The G-7 comprises the US, four European nations, Canada, and Japan. The G-8 (which may or may not be moribund at this point, after the Ossetian war of last August) includes those seven plus Russia. The G-20 includes those eight plus: Argentina, Australia, Brazil, China, India, Indonesia, Mexico, Saudi Arabia, South Africa, South Korea, Turkey, and the EU.
Given the scale and the unequally distributed effects of the present crisis, including these additional heads of state in the current confab makes a lot of sense. The effects of the financial crisis have been the greatest on economies that had deregulated their financial systems and substantially opened them up to contagion by western-originated toxins before the onset of the crisis last year. As I noted here at the end of October, one analysis of the macroeconomic vulnerability of various “developing” nations to the effects of the crisis showed that Brazil, Russia, India, and China (aka the BRIC countries) all had relatively low vulnerability. That is just one reason why many analysts are now, quite correctly, saying that if the global economy as a whole is to be spared the worst effects of the current crisis, then this will have to be achieved through the leadership efforts of the non-G-7 countries.
The authors of today’s NYT article give some indications of the degree to which US supremacy of the world system has declined under Bush. They quote Adam S. Posen, described delphically as someone “who advises foreign governments on economic coordination” as saying of Bush:

    He’s going to be much more the host and much less the chairman than he realizes… He’s going to be providing the snacks and the venue and making sure everybody’s comfortable, but he is not going to be driving the agenda; that’s the reality. The agenda-setting is with Gordon Brown and Nicolas Sarkozy and Hu Jintao.

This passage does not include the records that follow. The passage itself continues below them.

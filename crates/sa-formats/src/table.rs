//! Cursor helpers for reading and writing record tables.

use binrw::{BinRead, BinWrite};
use sa_ir::{Sample, SampleInfo, WaveTable, SAMPLE_INFO_SIZE, WAVE_SIZE};
use std::io::{Cursor, Read, Seek, Write};

use crate::error::{FormatError, Result};
use crate::records::SampleInfoRecord;

pub(crate) type Reader<'a> = Cursor<&'a [u8]>;

pub(crate) fn remaining(r: &Reader) -> u64 {
    (r.get_ref().len() as u64).saturating_sub(r.position())
}

/// Fail early instead of allocating for a table that cannot fit.
pub(crate) fn ensure(r: &Reader, bytes: u64) -> Result<()> {
    if remaining(r) < bytes {
        return Err(FormatError::UnexpectedEof);
    }
    Ok(())
}

/// Read a big-endian 32-bit count. Negative counts mean an empty table.
pub(crate) fn read_count(r: &mut Reader) -> Result<usize> {
    let n = i32::read_be(r)?;
    Ok(n.max(0) as usize)
}

pub(crate) fn write_count<W: Write + Seek>(w: &mut W, n: usize, table: &'static str) -> Result<()> {
    let n = i32::try_from(n).map_err(|_| FormatError::TableTooLarge { table })?;
    n.write_be(w)?;
    Ok(())
}

/// Read `count` records of `size` bytes each and convert them to model types.
pub(crate) fn read_records<T, U>(r: &mut Reader, count: usize, size: usize) -> Result<Vec<U>>
where
    T: for<'a> BinRead<Args<'a> = ()>,
    U: From<T>,
{
    ensure(r, count as u64 * size as u64)?;
    (0..count)
        .map(|_| -> Result<U> { Ok(U::from(T::read_be(r)?)) })
        .collect()
}

pub(crate) fn write_records<'m, T, U, W>(w: &mut W, items: impl IntoIterator<Item = &'m U>) -> Result<()>
where
    T: for<'a> BinWrite<Args<'a> = ()> + From<&'m U>,
    U: 'm,
    W: Write + Seek,
{
    for item in items {
        T::from(item).write_be(w)?;
    }
    Ok(())
}

pub(crate) fn read_waves(r: &mut Reader, count: usize) -> Result<Vec<WaveTable>> {
    ensure(r, count as u64 * WAVE_SIZE as u64)?;
    (0..count)
        .map(|_| -> Result<WaveTable> { Ok(WaveTable::new(<[u8; WAVE_SIZE]>::read_be(r)?)) })
        .collect()
}

pub(crate) fn write_waves<W: Write + Seek>(w: &mut W, waves: &[WaveTable], table: &'static str) -> Result<()> {
    write_count(w, waves.len(), table)?;
    for wave in waves {
        w.write_all(&wave.data)?;
    }
    Ok(())
}

/// Sample table: count, optional info records, byte sizes, then the data.
pub(crate) fn read_samples(r: &mut Reader, with_info: bool) -> Result<Vec<Sample>> {
    let count = read_count(r)?;
    if count == 0 {
        return Ok(Vec::new());
    }

    let infos: Vec<SampleInfo> = if with_info {
        read_records::<SampleInfoRecord, _>(r, count, SAMPLE_INFO_SIZE)?
    } else {
        Vec::new()
    };

    ensure(r, count as u64 * 4)?;
    let mut sizes = Vec::with_capacity(count);
    for _ in 0..count {
        sizes.push(u32::read_be(r)? as usize);
    }

    let mut samples = Vec::with_capacity(count);
    for (i, &size) in sizes.iter().enumerate() {
        ensure(r, size as u64)?;
        let mut data = vec![0u8; size];
        r.read_exact(&mut data)?;
        let sample = match infos.get(i) {
            Some(info) => Sample { info: *info, data },
            None => Sample::from_bytes(data),
        };
        samples.push(sample);
    }
    Ok(samples)
}

pub(crate) fn write_samples<W: Write + Seek>(w: &mut W, samples: &[Sample]) -> Result<()> {
    write_count(w, samples.len(), "sample")?;
    if samples.is_empty() {
        return Ok(());
    }
    write_records::<SampleInfoRecord, _, _>(w, samples.iter().map(|s| &s.info))?;
    for sample in samples {
        let size = u32::try_from(sample.data.len())
            .map_err(|_| FormatError::TableTooLarge { table: "sample" })?;
        size.write_be(w)?;
    }
    for sample in samples {
        w.write_all(&sample.data)?;
    }
    Ok(())
}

Actually, contra Posen, I’d say that it will be Hu and all his fellow leaders of the BRIC countries who will be driving the agenda along with Brown and perhaps Sarkozy. Both Britain and France have been badly affected by the financial crisis.
It was apparently also Bush who insisted that the G-20 meeting be held in Washington rather than New York, which was Sarko’s original suggestion.
That might not have been such a good idea.
I suppose Bush’s original aim was to try to demonstrate that Washington DC is the still the center of the universe, rather than Turtle Bay, NY, home of the nefarious (in his view) United Nations…
But I think the main effect of his decision will be to demonstrate to everyone concerned just how lame (or dead) of a duck he has become in his own national capital.
Doubtless all the foreign leaders flocking to DC will be most eager of all to connect with anyone who has the ear of the uber-charismatic president-elect, rather than paying much attention to GWB.
The O-man, for his part, is sitting pretty in Chicago, in furtherance of his quite appropriate insistence that the country only has one president at a time, and that the current mess the economy’s in still sits firmly on GWB’s doorstep, not his.
Obama is sending two unofficial “envoys” to the meeting, in the shape of Madeleine Albright and former GOP Congressman Rep. Jim Leach. The choice of those two throwbacks to the 1990s is pretty sad. Leach, in particular, was one of the named authors of the 1999 Gramm-Leach-Bliley Act– the legislation that abolished New Deal-era reforms of the federal banking system.
Oh well, they’re only “unofficial.” The Obama administration still hasn’t been officially born, remember.
Meanwhile, this weekend, watch for the degree to which the BRIC leaders– particularly Pres. Hu– start getting taken much more seriously as leading voices in global economic governance.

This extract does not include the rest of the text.